The next rule states that “every customer-supplier connection must be direct, and there must be an unambiguous yes-or-no way to send requests and receive responses.” This rule was violated when, for example, a worker—we'll call her Jane—operated a deposition-process machine that received wafers supplied by another worker, whom we'll call Bill. That arrangement made Jane Bill's “customer.” In a properly ordered system, he'd send her wafers when—and only when—they were needed. In practice, he sometimes had no wafers when she needed them, and at other times he encumbered her with wafers she could not use. Jane then had to throw those excess wafers onto the costly pile of inventory.

The third rule states that “the pathway for every product and service must be simple and direct.” This rule was violated when a cassette of wafers showed up at a bay equipped with 10 identical process tools, any one of which could be used to process the cassette. But which tool were the workers supposed to use? No one could say offhand because the path was not simple and direct, and the critical decision was left to the operator on the floor.

Why does this indeterminacy matter? First off, not knowing the direct path from the outset makes it hard to reconstruct that path later on, if a batch of wafers should show defects. Even worse, ignorance of the path prevents the system as a whole from discovering a defective machine in time to prevent a recurrence. Memory fades quickly, and when workers are able to avoid a malfunctioning machine without fixing it immediately, they lose opportunities to learn and improve. The Toyota system requires that the problem be addressed locally, immediately, and intensively by clearly defined actors, not just any “expert” who happens to be available.

The fourth rule states that “any improvement must be made in accordance with the scientific method under the guidance of a teacher, at the lowest possible level in the organization.” One worker found a better way to get a customer the material he needed. He helped the customer pull the material from his supplier instead of having the supplier push it to the customer, as had been done before. The worker had to analyze the current state of things, document it, and formulate a hypothesis that included an experiment with an expected outcome that could be measured and compared with the actual outcome. Such problem solving engages everyone and creates an army of scientists engaged in continual improvement and organizational learning.

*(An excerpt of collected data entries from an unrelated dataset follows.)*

impl UserFriendlyError for ClusterError {
    fn user_message(&self) -> String {
        match self {
            Self::ResourceExhausted { pool } => {
                format!("The floating IP pool '{pool}' has no free addresses")
            }
            Self::PasswordUnavailable {
                node,
                waited_seconds,
            } => format!(
                "Windows node {node} did not expose its admin password within {waited_seconds}s"
            ),
            Self::Unreachable { host } => format!("Host {host} never became reachable"),
            Self::RemoteCommandFailed { host, action, .. } => {
                format!("Remote {action} on {host} exited with an error")
            }
            Self::MalformedCluster { reason } => format!("Cluster is malformed: {reason}"),
            Self::ProvisionerFailed { playbook, .. } => {
                format!("ansible-playbook {playbook} failed")
            }
            Self::CloudCommandFailed { operation, .. } => {
                format!("OpenStack operation '{operation}' failed")
            }
            Self::CheckoutFailed { repo, .. } => format!("git clone of {repo} failed"),
            Self::BuildFailed { target, .. } => format!("Building {target} failed"),
            Self::ArtifactMissing { path } => format!("Expected build output {path} is missing"),
            Self::KubeconfigInvalid { path, reason } => {
                format!("Kubeconfig fetched to {path} could not be rewritten: {reason}")
            }
            Self::Template { name, reason } => {
                format!("Could not render {name}: {reason}")
            }
            Self::InvalidTransition { from, to } => {
                format!("Internal error: lifecycle cannot move from {from} to {to}")
            }
            Self::MissingFloatingIp { node } => {
                format!("Internal error: node {node} reached inventory without a floating IP")
            }
            Self::MissingCredentials { node } => {
                format!("Internal error: Windows node {node} reached inventory without a password")
            }
        }
    }

    fn context(&self) -> Option<String> {
        match self {
            Self::RemoteCommandFailed { output, .. }
            | Self::ProvisionerFailed { output, .. }
            | Self::CloudCommandFailed { output, .. }
            | Self::CheckoutFailed { output, .. }
            | Self::BuildFailed { output, .. } => {
                if output.is_empty() {
                    None
                } else {
                    Some(format!("Captured output:\n{output}"))
                }
            }
            Self::PasswordUnavailable { .. } => Some(
                "Windows instances publish an encrypted admin password through the metadata service once cloudbase-init finishes."
                    .to_string(),
            ),
            Self::MalformedCluster { .. } => Some(
                "The first Linux VM becomes the Kubernetes master; at least one is required."
                    .to_string(),
            ),
            _ => None,
        }
    }

    fn suggestions(&self) -> Vec<String> {
        let mut suggestions = match self {
            Self::ResourceExhausted { .. } => vec![
                "Release unused floating IPs or request a larger quota".to_string(),
            ],
            Self::PasswordUnavailable { .. } => vec![
                "Check the Windows VM console log for cloudbase-init errors".to_string(),
                "Raise [timeouts].password_timeout_secs".to_string(),
            ],
            Self::Unreachable { .. } => vec![
                "Verify the floating IP is routable and the security group allows SSH/WinRM"
                    .to_string(),
            ],
            Self::MalformedCluster { .. } => vec!["Pass at least one --linux-vm".to_string()],
            Self::ProvisionerFailed { .. } => vec![
                "Read ansible-deploy.log in the log directory".to_string(),
            ],
            Self::CheckoutFailed { .. } => vec![
                "Check the repository URL and that the branch exists".to_string(),
            ],
            Self::ArtifactMissing { .. } => vec!["Run 'ovnci build' before 'ovnci up'".to_string()],
            _ => Vec::new(),
        };
        if !self.is_invariant_violation() && !matches!(self, Self::MalformedCluster { .. }) {
            suggestions.push("Run 'ovnci down' to remove VMs left behind by this run".to_string());
        }
        suggestions
    }

    fn category(&self) -> ErrorCategory {
        match self {
            Self::ResourceExhausted { .. }
            | Self::PasswordUnavailable { .. }
            | Self::CloudCommandFailed { .. } => ErrorCategory::Cloud,
            Self::Unreachable { .. } => ErrorCategory::Connectivity,
            Self::RemoteCommandFailed { .. } => ErrorCategory::RemoteExecution,
            Self::MalformedCluster { .. } => ErrorCategory::Configuration,
            Self::ProvisionerFailed { .. }
            | Self::Template { .. }
            | Self::CheckoutFailed { .. }
            | Self::BuildFailed { .. } => ErrorCategory::Provisioning,
            Self::ArtifactMissing { .. } | Self::KubeconfigInvalid { .. } => {
                ErrorCategory::FileSystem
            }
            Self::InvalidTransition { .. }
            | Self::MissingFloatingIp { .. }
            | Self::MissingCredentials { .. } => ErrorCategory::Invariant,
        }
    }
}

impl UserFriendlyError for RunnerError {
    fn user_message(&self) -> String {
        match self {
            Self::SpawnFailed { program, reason } => {
                format!("Could not start '{program}': {reason}")
            }
            Self::ExecutionFailed { reason } => format!("Process supervision failed: {reason}"),
            Self::Timeout {
                program,
                timeout_seconds,
            } => format!("'{program}' did not finish within {timeout_seconds} seconds"),
        }
    }

    fn context(&self) -> Option<String> {
        None
    }

    fn suggestions(&self) -> Vec<String> {
        match self {
            Self::SpawnFailed { .. } => {
                vec!["Run 'ovnci doctor' to check required tools are on PATH".to_string()]
            }
            Self::Timeout { .. } => vec!["Raise the matching value in [timeouts]".to_string()],
            Self::ExecutionFailed { .. } => Vec::new(),
        }
    }

    fn category(&self) -> ErrorCategory {
        ErrorCategory::Process
    }
}

impl UserFriendlyError for OvnCiError {
    fn user_message(&self) -> String {
        match self {
            Self::Config(err) => err.user_message(),
            Self::Cluster(err) => err.user_message(),
            Self::Runner(err) => err.user_message(),
            Self::Filesystem { path, reason } => {
                format!("File operation on {path} failed: {reason}")
            }
            Self::Io(err) => format!("File system operation failed: {err}"),
        }
    }

    fn context(&self) -> Option<String> {
        match self {
            Self::Config(err) => err.context(),
            Self::Cluster(err) => err.context(),
            Self::Runner(err) => err.context(),
            Self::Filesystem { .. } | Self::Io(_) => Some(
                "Writing /etc/hosts and the provisioner checkout usually requires root."
                    .to_string(),
            ),
        }
    }

    fn suggestions(&self) -> Vec<String> {
        match self {
            Self::Config(err) => err.suggestions(),
            Self::Cluster(err) => err.suggestions(),
            Self::Runner(err) => err.suggestions(),
            Self::Filesystem { .. } | Self::Io(_) => vec![
                "Check file permissions and free disk space".to_string(),
            ],
        }
    }

    fn category(&self) -> ErrorCategory {
        match self {
            Self::Config(_) => ErrorCategory::Configuration,
            Self::Cluster(err) => err.category(),
            Self::Runner(_) => ErrorCategory::Process,
            Self::Filesystem { .. } | Self::Io(_) => ErrorCategory::FileSystem,
        }
    }
}

impl OvnCiError {
    /// Shorthand for a [`OvnCiError::Filesystem`] error.
    pub fn filesystem(path: impl AsRef<std::path::Path>, reason: impl fmt::Display) -> Self {
        Self::Filesystem {
            path: path.as_ref().display().to_string(),
            reason: reason.to_string(),
        }
    }

    /// Format the error, its context and suggestions for terminal output.
    ///
    /// ```text
    /// Error: <user message>
    ///
    /// Context: <context if available>
    ///
    /// Suggestions:
    ///   • <suggestion>
    /// ```
    #[must_use]
    pub fn display_for_user(&self) -> String {
        let mut output = format!("Error: {}\n", self.user_message());

        if let Some(ctx) = self.context() {
            output.push_str(&format!("\nContext: {ctx}\n"));
        }

        let suggestions = self.suggestions();
        if !suggestions.is_empty() {
            output.push_str("\nSuggestions:\n");
            for suggestion in suggestions {
                output.push_str(&format!("  • {suggestion}\n"));
            }
        }

        output
    }

    /// Map this error to the CLI exit code.
    #[must_use]
    pub fn to_exit_code(&self) -> crate::exit_codes::ExitCode {
        use crate::exit_codes::ExitCode;

        match self {
            Self::Config(_) => ExitCode::CLI_ARGS,
            Self::Cluster(err) => match err {
                ClusterError::ResourceExhausted { .. } => ExitCode::RESOURCE_EXHAUSTED,
                ClusterError::PasswordUnavailable { .. } => ExitCode::PASSWORD_UNAVAILABLE,
                ClusterError::Unreachable { .. } => ExitCode::UNREACHABLE,
                ClusterError::RemoteCommandFailed { .. } => ExitCode::REMOTE_COMMAND_FAILED,
                ClusterError::ProvisionerFailed { .. } => ExitCode::PROVISIONER_FAILED,
                ClusterError::MalformedCluster { .. } => ExitCode::MALFORMED_CLUSTER,
                ClusterError::CloudCommandFailed { .. } => ExitCode::CLOUD_FAILURE,
                ClusterError::CheckoutFailed { .. } | ClusterError::BuildFailed { .. } => {
                    ExitCode::BUILD_FAILED
                }
                _ => ExitCode::INTERNAL,
            },
            Self::Runner(RunnerError::Timeout { .. }) => ExitCode::TIMEOUT,
            _ => ExitCode::INTERNAL,
        }
    }
}
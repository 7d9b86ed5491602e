//! ovnci CLI binary
//!
//! All logic is in the library; main.rs only invokes cli::run().

fn main() {
    if let Err(code) = ovnci::cli::run() {
        std::process::exit(code.as_i32());
    }
}
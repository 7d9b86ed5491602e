use camino::Utf8PathBuf;
use std::path::PathBuf;

/// CLI arguments for configuration override
///
/// Every field left `None` (or empty) falls through to the config file and
/// then to built-in defaults.
#[derive(Debug, Clone, Default)]
pub struct CliArgs {
    pub config_path: Option<PathBuf>,
    pub cluster_name: Option<String>,
    pub log_path: Option<Utf8PathBuf>,

    pub linux_vms: Vec<String>,
    pub linux_flavor: Option<String>,
    pub linux_image_id: Option<String>,
    pub linux_user_data: Option<Utf8PathBuf>,

    pub windows_vms: Vec<String>,
    pub windows_flavor: Option<String>,
    pub windows_image_id: Option<String>,
    pub windows_user_data: Option<Utf8PathBuf>,

    pub key_name: Option<String>,
    pub key_file: Option<Utf8PathBuf>,
    pub internal_net: Option<String>,
    pub external_net: Option<String>,

    pub ansible_repo: Option<String>,
    pub ansible_branch: Option<String>,

    pub k8s_repo: Option<String>,
    pub k8s_branch: Option<String>,

    pub no_reboot: bool,
}
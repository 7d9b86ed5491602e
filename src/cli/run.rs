//! CLI entry point and dispatch logic
//!
//! `run()` parses arguments, initialises tracing, discovers the configuration
//! and dispatches to a command. It owns all error output.

use clap::Parser;

use ovnci_config::Config;
use ovnci_utils::logging::init_tracing;
use ovnci_utils::{ExitCode, OvnCiError};

use super::args::{Cli, Commands};
use super::commands;

/// Main CLI execution function.
///
/// Returns `Err(ExitCode)` after printing the error; main.rs only maps it to
/// the process exit status.
pub fn run() -> Result<(), ExitCode> {
    let cli = Cli::parse();

    if let Err(e) = init_tracing(cli.verbose) {
        eprintln!("Warning: failed to initialize logging: {e}");
    }

    let config = Config::discover(&cli.to_cli_args()).map_err(report)?;

    let result = match cli.command {
        Commands::Up => commands::execute_up_command(&config),
        Commands::Build => commands::execute_build_command(&config),
        Commands::Down => commands::execute_down_command(&config),
        Commands::Doctor { json } => match commands::execute_doctor_command(&config, json) {
            Ok(true) => Ok(()),
            Ok(false) => return Err(ExitCode::INTERNAL),
            Err(e) => Err(e),
        },
    };

    result.map_err(report)
}

fn report(error: OvnCiError) -> ExitCode {
    eprintln!("{}", error.display_for_user());
    error.to_exit_code()
}
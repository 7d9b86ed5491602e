//! Exit code constants for ovnci.
//!
//! # Exit Code Table
//!
//! | Code | Constant | Description |
//! |------|----------|-------------|
//! | 0 | `SUCCESS` | Operation completed successfully |
//! | 1 | `INTERNAL` | General/internal failure, invariant violations |
//! | 2 | `CLI_ARGS` | Invalid CLI arguments or configuration |
//! | 3 | `RESOURCE_EXHAUSTED` | Floating IP pool empty |
//! | 4 | `PASSWORD_UNAVAILABLE` | Windows admin password never appeared |
//! | 5 | `UNREACHABLE` | Host did not answer the connectivity probe |
//! | 6 | `REMOTE_COMMAND_FAILED` | Remote copy/fetch/exec failed |
//! | 7 | `PROVISIONER_FAILED` | Cluster playbook failed |
//! | 8 | `MALFORMED_CLUSTER` | No Linux master requested |
//! | 9 | `BUILD_FAILED` | git clone or workload build failed |
//! | 10 | `TIMEOUT` | A subprocess exceeded its timeout |
//! | 70 | `CLOUD_FAILURE` | OpenStack/nova client failed |

/// Exit codes matching the documented exit code table.
///
/// ```rust
/// use ovnci_utils::exit_codes::ExitCode;
///
/// assert_eq!(ExitCode::SUCCESS.as_i32(), 0);
/// assert_eq!(ExitCode::UNREACHABLE, ExitCode::from_i32(5));
/// ```
#[derive(Debug, Clone, Copy, PartialEq, Eq)]
pub struct ExitCode(i32);

impl ExitCode {
    /// Success - operation completed successfully
    pub const SUCCESS: ExitCode = ExitCode(0);

    /// Internal error - general failure or violated invariant
    pub const INTERNAL: ExitCode = ExitCode(1);

    /// CLI arguments error - invalid or missing command-line arguments
    pub const CLI_ARGS: ExitCode = ExitCode(2);

    /// No free floating IP
    pub const RESOURCE_EXHAUSTED: ExitCode = ExitCode(3);

    /// Windows admin password not published in time
    pub const PASSWORD_UNAVAILABLE: ExitCode = ExitCode(4);

    /// Host unreachable
    pub const UNREACHABLE: ExitCode = ExitCode(5);

    /// Remote command failed
    pub const REMOTE_COMMAND_FAILED: ExitCode = ExitCode(6);

    /// Provisioner playbook failed
    pub const PROVISIONER_FAILED: ExitCode = ExitCode(7);

    /// Cluster definition has no Linux node
    pub const MALFORMED_CLUSTER: ExitCode = ExitCode(8);

    /// Repository clone or build failed
    pub const BUILD_FAILED: ExitCode = ExitCode(9);

    /// Subprocess timeout
    pub const TIMEOUT: ExitCode = ExitCode(10);

    /// Cloud client failure
    pub const CLOUD_FAILURE: ExitCode = ExitCode(70);

    /// Get the numeric exit code value for `std::process::exit()`.
    #[must_use]
    pub const fn as_i32(self) -> i32 {
        self.0
    }

    /// Create an ExitCode from a raw i32 value.
    #[must_use]
    pub const fn from_i32(code: i32) -> Self {
        ExitCode(code)
    }
}

impl From<i32> for ExitCode {
    fn from(code: i32) -> Self {
        ExitCode(code)
    }
}

impl From<ExitCode> for i32 {
    fn from(code: ExitCode) -> Self {
        code.0
    }
}

#[cfg(test)]
mod tests {
    use super::*;

    #[test]
    fn test_exit_codes_are_distinct() {
        let all = [
            ExitCode::SUCCESS,
            ExitCode::INTERNAL,
            ExitCode::CLI_ARGS,
            ExitCode::RESOURCE_EXHAUSTED,
            ExitCode::PASSWORD_UNAVAILABLE,
            ExitCode::UNREACHABLE,
            ExitCode::REMOTE_COMMAND_FAILED,
            ExitCode::PROVISIONER_FAILED,
            ExitCode::MALFORMED_CLUSTER,
            ExitCode::BUILD_FAILED,
            ExitCode::TIMEOUT,
            ExitCode::CLOUD_FAILURE,
        ];
        for (i, a) in all.iter().enumerate() {
            for b in &all[i + 1..] {
                assert_ne!(a, b);
            }
        }
    }

    #[test]
    fn test_i32_conversions() {
        assert_eq!(i32::from(ExitCode::CLOUD_FAILURE), 70);
        assert_eq!(ExitCode::from(7), ExitCode::PROVISIONER_FAILED);
    }
}
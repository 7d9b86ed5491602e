use std::collections::BTreeMap;

use super::{Config, ConfigSource};

fn source_label(config: &Config, key: &str) -> String {
    // A CLI override is recorded per key, a file per section.
    let section = key.split('.').next().unwrap_or(key);
    config
        .source_attribution
        .get(key)
        .or_else(|| config.source_attribution.get(section))
        .unwrap_or(&ConfigSource::Defaults)
        .to_string()
}

impl Config {
    /// Effective configuration as `key -> (value, source)`, for `ovnci doctor`.
    ///
    /// Secrets never appear here; the key file is shown by path only.
    #[must_use]
    pub fn effective_config(&self) -> BTreeMap<String, (String, String)> {
        let mut entries = BTreeMap::new();
        let mut add = |key: &str, value: Option<String>| {
            if let Some(value) = value {
                entries.insert(key.to_string(), (value, source_label(self, key)));
            }
        };

        add("cluster.name", Some(self.cluster.name.clone()));
        add("cluster.log_path", Some(self.cluster.log_path.to_string()));
        add("linux.vms", Some(self.linux.vms.join(", ")));
        add("linux.flavor", self.linux.flavor.clone());
        add("linux.image_id", self.linux.image_id.clone());
        add("windows.vms", Some(self.windows.vms.join(", ")));
        add("windows.flavor", self.windows.flavor.clone());
        add("windows.image_id", self.windows.image_id.clone());
        add("openstack.key_name", self.openstack.key_name.clone());
        add("openstack.key_file", self.openstack.key_file.as_ref().map(ToString::to_string));
        add("openstack.internal_net", self.openstack.internal_net.clone());
        add("openstack.external_net", self.openstack.external_net.clone());
        add("ansible.repo", Some(self.ansible.repo.clone()));
        add("ansible.branch", Some(self.ansible.branch.clone()));
        add("ansible.checkout_path", Some(self.ansible.checkout_path.to_string()));
        add("kubernetes.repo", Some(self.kubernetes.repo.clone()));
        add("kubernetes.branch", Some(self.kubernetes.branch.clone()));
        add(
            "environment.reboot_windows",
            Some(self.environment.reboot_windows.to_string()),
        );

        entries
    }
}
use camino::Utf8PathBuf;
use std::time::Duration;
use tracing::info;

use ovnci_runner::{CommandSpec, ProcessRunner};
use ovnci_utils::error::{ClusterError, Result};

use crate::git::clone_repo;

/// The ovn-kubernetes playbook, applied with `ansible-playbook`.
#[derive(Debug, Clone)]
pub struct AnsibleProvisioner<R> {
    runner: R,
    repo: String,
    branch: String,
    checkout: Utf8PathBuf,
    playbook: String,
    key_file: Utf8PathBuf,
    checkout_timeout: Duration,
    playbook_timeout: Duration,
}

impl<R: ProcessRunner> AnsibleProvisioner<R> {
    #[allow(clippy::too_many_arguments)]
    pub fn new(
        runner: R,
        repo: impl Into<String>,
        branch: impl Into<String>,
        checkout: impl Into<Utf8PathBuf>,
        playbook: impl Into<String>,
        key_file: impl Into<Utf8PathBuf>,
        checkout_timeout: Duration,
        playbook_timeout: Duration,
    ) -> Self {
        Self {
            runner,
            repo: repo.into(),
            branch: branch.into(),
            checkout: checkout.into(),
            playbook: playbook.into(),
            key_file: key_file.into(),
            checkout_timeout,
            playbook_timeout,
        }
    }

    /// `<checkout>/contrib`, where the playbook, inventory and ansible.cfg live.
    #[must_use]
    pub fn playbook_root(&self) -> Utf8PathBuf {
        self.checkout.join("contrib")
    }

    /// Fresh clone of the playbook repository.
    pub fn checkout(&self) -> Result<()> {
        clone_repo(
            &self.runner,
            &self.repo,
            &self.branch,
            &self.checkout,
            self.checkout_timeout,
        )
    }

    /// Run the playbook against the written inventory.
    ///
    /// Returns the captured playbook output on success.
    pub fn deploy(&self) -> Result<String> {
        let cmd = CommandSpec::new("ansible-playbook")
            .arg(&self.playbook)
            .arg("-v")
            .arg(format!("--key-file={}", self.key_file))
            .cwd(self.playbook_root().as_std_path());

        info!(playbook = %self.playbook, cwd = %self.playbook_root(), "Running playbook");
        let output = self.runner.run(&cmd, self.playbook_timeout)?;
        if !output.success() {
            return Err(ClusterError::ProvisionerFailed {
                playbook: self.playbook.clone(),
                output: output.combined_output(),
            }
            .into());
        }
        Ok(output.stdout_string())
    }
}

#[cfg(test)]
mod tests {
    use super::*;
    use crate::test_support::ScriptedRunner;
    use ovnci_runner::ProcessOutput;
    use ovnci_utils::error::OvnCiError;

    fn provisioner(runner: &ScriptedRunner) -> AnsibleProvisioner<&ScriptedRunner> {
        AnsibleProvisioner::new(
            runner,
            "http://github.com/openvswitch/ovn-kubernetes",
            "master",
            "/tmp/ovn-kubernetes",
            "ovn-kubernetes-cluster.yml",
            "/home/ci/.ssh/id_rsa",
            Duration::from_secs(60),
            Duration::from_secs(600),
        )
    }

    #[test]
    fn test_deploy_command_and_cwd() {
        let runner = ScriptedRunner::new(|_| Ok(ProcessOutput::ok("PLAY RECAP\nmaster : ok=12")));
        let out = provisioner(&runner).deploy().unwrap();

        assert!(out.contains("PLAY RECAP"));
        let calls = runner.calls();
        assert_eq!(
            calls[0].display(),
            "ansible-playbook ovn-kubernetes-cluster.yml -v --key-file=/home/ci/.ssh/id_rsa"
        );
        assert_eq!(
            calls[0].cwd.as_deref(),
            Some(std::path::Path::new("/tmp/ovn-kubernetes/contrib"))
        );
    }

    #[test]
    fn test_deploy_failure_is_provisioner_failed() {
        let runner = ScriptedRunner::new(|_| {
            Ok(ProcessOutput::new(
                b"TASK [kube-master]\nfatal: [master]: FAILED!".to_vec(),
                Vec::new(),
                Some(2),
            ))
        });

        match provisioner(&runner).deploy().unwrap_err() {
            OvnCiError::Cluster(ClusterError::ProvisionerFailed { playbook, output }) => {
                assert_eq!(playbook, "ovn-kubernetes-cluster.yml");
                assert!(output.contains("FAILED!"));
            }
            other => panic!("Expected ProvisionerFailed, got {other:?}"),
        }
    }
}
//! Workload binaries: fetching, building and staging them for the playbook.

use camino::{Utf8Path, Utf8PathBuf};
use std::time::Duration;
use tracing::info;

use ovnci_runner::{CommandSpec, ProcessRunner};
use ovnci_utils::error::{ClusterError, OvnCiError, Result};

use crate::git::clone_repo;

/// Linux binaries the playbook expects in `<playbook_root>/tmp`.
pub const LINUX_BINARIES: [&str; 6] = [
    "kubelet",
    "kubectl",
    "kube-apiserver",
    "kube-controller-manager",
    "kube-scheduler",
    "kube-proxy",
];

/// Windows binaries the playbook expects in `<playbook_root>/tmp`.
pub const WINDOWS_BINARIES: [&str; 3] = ["kubelet.exe", "kubectl.exe", "kube-proxy.exe"];

/// Source of the prebuilt cluster binaries.
pub trait ArtifactSource {
    /// Obtain the sources.
    fn fetch(&self) -> Result<()>;

    /// Produce the Linux and Windows binaries.
    fn build(&self) -> Result<()>;

    fn linux_bin_dir(&self) -> Utf8PathBuf;

    fn windows_bin_dir(&self) -> Utf8PathBuf;
}

/// Kubernetes built from a git checkout with `make`.
#[derive(Debug, Clone)]
pub struct KubernetesSource<R> {
    runner: R,
    repo: String,
    branch: String,
    checkout: Utf8PathBuf,
    linux_bin_dir: Utf8PathBuf,
    windows_bin_dir: Utf8PathBuf,
    timeout: Duration,
}

impl<R: ProcessRunner> KubernetesSource<R> {
    /// `linux_bin_dir` and `windows_bin_dir` are relative to `checkout`.
    pub fn new(
        runner: R,
        repo: impl Into<String>,
        branch: impl Into<String>,
        checkout: impl Into<Utf8PathBuf>,
        linux_bin_dir: &Utf8Path,
        windows_bin_dir: &Utf8Path,
        timeout: Duration,
    ) -> Self {
        let checkout = checkout.into();
        Self {
            runner,
            repo: repo.into(),
            branch: branch.into(),
            linux_bin_dir: checkout.join(linux_bin_dir),
            windows_bin_dir: checkout.join(windows_bin_dir),
            checkout,
            timeout,
        }
    }

    fn make(&self, platform: &str, binaries: &[&str]) -> Result<()> {
        let what = binaries
            .iter()
            .map(|bin| format!("cmd/{}", bin.trim_end_matches(".exe")))
            .collect::<Vec<_>>()
            .join(" ");

        info!(platform = %platform, what = %what, "Building Kubernetes binaries");
        let cmd = CommandSpec::new("make")
            .arg(format!("WHAT={what}"))
            .cwd(self.checkout.as_std_path())
            .env("KUBE_BUILD_PLATFORMS", platform);

        let output = self.runner.run(&cmd, self.timeout)?;
        if !output.success() {
            return Err(ClusterError::BuildFailed {
                target: platform.to_string(),
                output: output.combined_output(),
            }
            .into());
        }
        Ok(())
    }
}

impl<R: ProcessRunner> ArtifactSource for KubernetesSource<R> {
    fn fetch(&self) -> Result<()> {
        clone_repo(&self.runner, &self.repo, &self.branch, &self.checkout, self.timeout)
    }

    fn build(&self) -> Result<()> {
        self.make("linux/amd64", &LINUX_BINARIES)?;
        self.make("windows/amd64", &WINDOWS_BINARIES)
    }

    fn linux_bin_dir(&self) -> Utf8PathBuf {
        self.linux_bin_dir.clone()
    }

    fn windows_bin_dir(&self) -> Utf8PathBuf {
        self.windows_bin_dir.clone()
    }
}

/// Copy every expected binary into `dest`, creating it if needed.
///
/// Returns the staged paths. A missing binary fails with `ArtifactMissing`
/// before anything is copied.
pub fn stage_binaries<A: ArtifactSource + ?Sized>(
    source: &A,
    dest: &Utf8Path,
) -> Result<Vec<Utf8PathBuf>> {
    let linux_dir = source.linux_bin_dir();
    let windows_dir = source.windows_bin_dir();

    let sources: Vec<Utf8PathBuf> = LINUX_BINARIES
        .iter()
        .map(|bin| linux_dir.join(bin))
        .chain(WINDOWS_BINARIES.iter().map(|bin| windows_dir.join(bin)))
        .collect();

    if let Some(missing) = sources.iter().find(|path| !path.is_file()) {
        return Err(ClusterError::ArtifactMissing {
            path: missing.to_string(),
        }
        .into());
    }

    std::fs::create_dir_all(dest).map_err(|e| OvnCiError::filesystem(dest, e))?;

    let mut staged = Vec::with_capacity(sources.len());
    for src in sources {
        // Both lists hold plain file names.
        let Some(file_name) = src.file_name() else {
            continue;
        };
        let target = dest.join(file_name);
        info!(src = %src, dest = %target, "Staging binary");
        std::fs::copy(&src, &target).map_err(|e| OvnCiError::filesystem(&src, e))?;
        staged.push(target);
    }

    Ok(staged)
}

Implementation of these ideas is harder than it may seem; it requires a certain adjustment of thinking. We have studied many companies that were trying to increase their operational efficiency. In the beginning, they typically lump TPS under the rubric of “lean” manufacturing. But while many lean techniques have great merit, the Toyota system is strikingly different.

Most semiconductor companies undertake elaborate theoretical work in offices and conference rooms, using computer simulations and spreadsheets, in the hope of determining fundamental mechanisms. They typically focus on creating big projects that promise to yield “silver bullet” solutions. While this approach can certainly have its rewards, it's not the Toyota way.

TPS constitutes a highly empirical method of managing a multistep manufacturing process. Such empiricism beats simulation, because no simulation model is sophisticated enough to capture the complexities inherent in semiconductor processing. The fastest way to develop process understanding is to execute lots of small, fast-paced scientific experiments on the factory floor. The factory is the laboratory. This is the essence of TPS—rapid, iterative, experimental problem solving.

Such experimentation, done in the course of regular production work on the factory floor, doesn't necessarily yield a final, perfect answer to a particular problem—no such perfection may exist. Nor does TPS use an off-the-shelf “cookbook” approach. Instead it adjusts to the strategic imperatives concerning cost, quality, flexibility, or any other metric the company wishes to emphasize at a given time. For this project, our client instructed us to concentrate on reducing cycle time and cost, both of which were critical to opening new markets for the fab.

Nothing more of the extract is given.